Clearly, some people need to be told that nursing is an autonomous health profession. The first online commenter begins by suggesting that Stuart might teach her curriculum to the "psychiatric doctors at MUSC [because they] certainly don't seem to know much more now than to perform chemical lobotomies and cause people with already diminished capacity to become ever more unable to cope and thus starting a never ending cycle of dependency on these highly paid 'professional' charlatans." Certainly, some clinicians may be seen as relying too heavily on pharmaceutical treatments of mental illness. But then the commenter turns on Stuart: 

And doesn't it seemed odd that a nurse and not a doctor developed this program? Could or should she be cited for practicing medicine without a license?

The answers are no, no, and no. There's nothing "odd" about a nurse developing a curriculum for diagnosing and treating mental illness, since nurses teach nursing and nurses perform those tasks constantly in the clinical setting, though historically some turf-protective physicians have pressured nurses to pretend that they were doing something else. However, physicians do not own diagnosis or treatment.
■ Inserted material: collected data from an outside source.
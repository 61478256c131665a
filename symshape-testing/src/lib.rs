//! Internal testing utilities for the symshape crates.

use std::fmt::Debug;
use std::panic::{RefUnwindSafe, UnwindSafe};

/// Run a table of test cases, collecting every failing case instead of
/// stopping at the first one.
///
/// Shape rules are mostly tested as tables of `(inputs, attributes,
/// expected)` rows. With a plain loop the first failing row hides the rest,
/// which makes it hard to tell whether a rule is wrong for one edge case or
/// for a whole class of inputs. `TestCases` runs each row under
/// [`catch_unwind`](std::panic::catch_unwind) and, once all rows have run,
/// panics with the debug representation of every row that failed.
///
/// ```
/// use symshape_testing::TestCases;
///
/// #[derive(Debug)]
/// struct Case {
///     rank: usize,
///     axis: i64,
///     expected: usize,
/// }
///
/// let cases = [
///     Case { rank: 3, axis: -1, expected: 2 },
///     Case { rank: 3, axis: 0, expected: 0 },
/// ];
///
/// cases.test_each(|case| {
///     let resolved = if case.axis < 0 {
///         case.axis + case.rank as i64
///     } else {
///         case.axis
///     };
///     assert_eq!(resolved as usize, case.expected);
/// });
/// ```
///
/// Cases and the closure must be unwind safe. Rows that hold values with
/// interior mutability should describe how to build them instead, and build
/// them inside the closure.
pub trait TestCases {
    /// The data for a single row.
    type Case;

    /// Call `test` with a reference to each row.
    fn test_each(self, test: impl Fn(&Self::Case) + RefUnwindSafe)
    where
        Self::Case: Debug + RefUnwindSafe;

    /// Call `test` with an owned clone of each row.
    ///
    /// Useful when the test needs to move parts of the row (eg. input
    /// records) into the code under test.
    fn test_each_clone(self, test: impl Fn(Self::Case) + RefUnwindSafe)
    where
        Self::Case: Debug + Clone + UnwindSafe;
}

fn report_failures<T: Debug>(failures: &[T]) {
    assert!(
        failures.is_empty(),
        "{} test cases failed: {:?}",
        failures.len(),
        failures
    );
}

impl<I: IntoIterator> TestCases for I {
    type Case = I::Item;

    fn test_each(self, test: impl Fn(&I::Item) + RefUnwindSafe)
    where
        I::Item: Debug + RefUnwindSafe,
    {
        let failures: Vec<I::Item> = self
            .into_iter()
            .filter(|case| std::panic::catch_unwind(|| test(case)).is_err())
            .collect();
        report_failures(&failures);
    }

    fn test_each_clone(self, test: impl Fn(I::Item) + RefUnwindSafe)
    where
        I::Item: Debug + Clone + UnwindSafe,
    {
        let test = &test;
        let failures: Vec<I::Item> = self
            .into_iter()
            .filter(|case| {
                let owned = case.clone();
                std::panic::catch_unwind(move || test(owned)).is_err()
            })
            .collect();
        report_failures(&failures);
    }
}

#[cfg(test)]
mod tests {
    use super::TestCases;

    #[derive(Clone, Debug)]
    struct Case {
        dims: Vec<i64>,
    }

    #[test]
    fn test_all_cases_pass() {
        let cases = [Case { dims: vec![2, 3] }, Case { dims: vec![] }];
        cases.clone().test_each(|case| assert!(case.dims.len() <= 2));
        cases.test_each_clone(|case| assert!(case.dims.into_iter().all(|d| d > 0)));
    }

    #[test]
    #[should_panic(expected = "1 test cases failed")]
    fn test_each_reports_failures() {
        let cases = [Case { dims: vec![1] }, Case { dims: vec![4, 4] }];
        cases.test_each(|case| assert_eq!(case.dims.len(), 1));
    }

    #[test]
    #[should_panic(expected = "2 test cases failed")]
    fn test_each_clone_reports_failures() {
        let cases = [Case { dims: vec![1] }, Case { dims: vec![4] }];
        cases.test_each_clone(|case| assert!(case.dims.is_empty()));
    }
}
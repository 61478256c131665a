//! Per-run analysis state.

use std::borrow::Cow;

use rustc_hash::FxHashMap;

use crate::constraints::{Constraints, DimExprBuilder};
use crate::graph::{OpKind, ValueId};
use crate::infer_shapes::{InferError, invariant_err};
use crate::shape_or_data::{ShapeOrData, TensorShapeOrData};
use crate::sym_expr::DimExpr;
use crate::sym_gen::SymbolGen;

/// Symbol and constraint counts of an analysis at some point in a run.
#[derive(Copy, Clone, Debug)]
pub(crate) struct Checkpoint {
    symbols: u32,
    constraints: (usize, usize),
}

struct Entry {
    record: ShapeOrData,

    /// Kind of operator that first wrote the record, or `None` if it was
    /// seeded by the host.
    writer: Option<OpKind>,
}

/// State of one shape analysis run.
///
/// This holds the shape record of every value inferred so far, the generator
/// for new symbols and the constraints registered by operators. Records are
/// written once per value, except that the in-place variant of the operator
/// which defined a value may rewrite it.
///
/// After a failed run the records for operators visited before the failure
/// remain available.
pub struct ShapeAnalysis {
    records: FxHashMap<ValueId, Entry>,
    sym_gen: SymbolGen,
    constraints: Constraints,
}

impl Default for ShapeAnalysis {
    fn default() -> Self {
        Self::new()
    }
}

impl ShapeAnalysis {
    pub fn new() -> Self {
        Self::with_symbol_prefix("S".into())
    }

    /// Create an analysis whose generated symbols are named with `prefix`.
    pub fn with_symbol_prefix(prefix: Cow<'static, str>) -> Self {
        Self {
            records: FxHashMap::default(),
            sym_gen: SymbolGen::with_prefix(prefix),
            constraints: Constraints::new(),
        }
    }

    /// Return the record for `value`.
    pub fn shape_or_data(&self, value: ValueId) -> Result<&ShapeOrData, InferError> {
        self.records
            .get(&value)
            .map(|entry| &entry.record)
            .ok_or(InferError::ValueNotYetInferred(value))
    }

    /// Return the record for `value`, which must be a single tensor.
    pub fn tensor(&self, value: ValueId) -> Result<&TensorShapeOrData, InferError> {
        self.shape_or_data(value)?
            .as_tensor()
            .ok_or_else(|| invariant_err!("value {} is a tensor list, expected a tensor", value))
    }

    /// Return the record for `value`, which must be a tensor list.
    pub fn tensor_list(&self, value: ValueId) -> Result<&[TensorShapeOrData], InferError> {
        self.shape_or_data(value)?
            .as_tensor_list()
            .ok_or_else(|| invariant_err!("value {} is a tensor, expected a tensor list", value))
    }

    pub fn contains(&self, value: ValueId) -> bool {
        self.records.contains_key(&value)
    }

    /// Return the number of values with a record.
    pub fn len(&self) -> usize {
        self.records.len()
    }

    pub fn is_empty(&self) -> bool {
        self.records.is_empty()
    }

    /// Set the record for a value that is not defined by an operator, such as
    /// a graph input.
    ///
    /// Fails if `value` already has a record.
    pub fn set_shape_or_data(
        &mut self,
        value: ValueId,
        record: impl Into<ShapeOrData>,
    ) -> Result<(), InferError> {
        if self.records.contains_key(&value) {
            return Err(invariant_err!("value {} already has a shape record", value));
        }
        self.records.insert(
            value,
            Entry {
                record: record.into(),
                writer: None,
            },
        );
        Ok(())
    }

    /// Check whether an operator of kind `writer` may write the record for
    /// `value`.
    ///
    /// The first write is always allowed. Later writes are only allowed from
    /// the in-place variant of the operator that made the first write.
    pub(crate) fn check_write(
        &self,
        writer: OpKind,
        inplace: bool,
        value: ValueId,
    ) -> Result<(), InferError> {
        match self.records.get(&value) {
            None => Ok(()),
            Some(entry) if inplace && entry.writer == Some(writer) => Ok(()),
            Some(entry) => Err(invariant_err!(
                "value {} already has a shape record written by {}",
                value,
                entry.writer.map(|k| k.name()).unwrap_or("the host")
            )),
        }
    }

    /// Write the record for a value defined by an operator of kind `writer`.
    ///
    /// See [`check_write`](Self::check_write) for when rewrites are allowed.
    pub(crate) fn write_result(
        &mut self,
        writer: OpKind,
        inplace: bool,
        value: ValueId,
        record: ShapeOrData,
    ) -> Result<(), InferError> {
        self.check_write(writer, inplace, value)?;
        if let Some(entry) = self.records.get_mut(&value) {
            entry.record = record;
        } else {
            self.records.insert(
                value,
                Entry {
                    record,
                    writer: Some(writer),
                },
            );
        }
        Ok(())
    }

    /// Generate a new symbol, unique within this run.
    pub fn next_symbol(&mut self) -> DimExpr {
        self.sym_gen.gen_symbol()
    }

    /// Return the number of symbols generated so far.
    pub fn symbol_count(&self) -> u32 {
        self.sym_gen.count()
    }

    /// Return a builder for expressions that need new symbols or constraints.
    pub fn builder(&mut self) -> DimExprBuilder<'_> {
        DimExprBuilder::new(&mut self.constraints, &mut self.sym_gen)
    }

    /// Register the obligation that `lhs == rhs` at runtime.
    pub fn emit_equality_constraint(&mut self, lhs: &DimExpr, rhs: &DimExpr) {
        self.builder().cstr_eq(lhs, rhs)
    }

    /// Return the broadcast of `lhs` and `rhs`, registering a broadcast
    /// obligation if the result cannot be determined statically.
    pub fn emit_broadcast_constraint(&mut self, lhs: &DimExpr, rhs: &DimExpr) -> DimExpr {
        self.builder().broadcast(lhs, rhs)
    }

    pub fn constraints(&self) -> &Constraints {
        &self.constraints
    }

    pub(crate) fn checkpoint(&self) -> Checkpoint {
        Checkpoint {
            symbols: self.sym_gen.count(),
            constraints: self.constraints.len(),
        }
    }

    /// Discard symbols and constraints created since `checkpoint`.
    pub(crate) fn rollback(&mut self, checkpoint: Checkpoint) {
        self.sym_gen.rewind(checkpoint.symbols);
        self.constraints.truncate(checkpoint.constraints);
    }
}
The commenter seems to assume, wrongly, that any serious health care practice must be "medicine," the province of physicians; in fairness, the use of terms like "medical" to describe institutions where nursing is taught and practiced does not help.

The second comment provides a strong, articulate response to the first one:

Thank you Dr. Stuart for your service. Because of your efforts, the world will be a better place. Allowing patients complete, unrestricted access to skilled, trained registered nurses is key to improving everyone's health, both in South Carolina and Liberia. Preventing nurses from practicing [in accord with the] full scope of [their] training by insisting that physicians are the only ones capable of providing that care is wrong, and the data proves it.

We like that (no, we did not write it). Note the pointed use of the honorific "Dr.," a reference to the dean's PhD. It's not clear what data the commenter is referring to, or whether it relates to registered nurses or advanced practice nurses. It sounds like Stuart's curriculum is geared toward registered nurses, and they are well-qualified to identify and manage mental illness within their scope of practice, including treatment of the most serious and difficult conditions. The American Psychiatric Nurses Association provides basic information about what psychiatric nurses do and how their practice relates to the practices of physicians, psychologists, and social workers.

We thank Renee Dudley and the Post and Courier for this very helpful report on a nursing leader and her influential work.

 

See Renee Dudley's article Nurse's influence has wide reach: Dean of nursing college takes mental health curriculum to Liberia, posted December 12, 2010 on the Post and Courier website (South Carolina).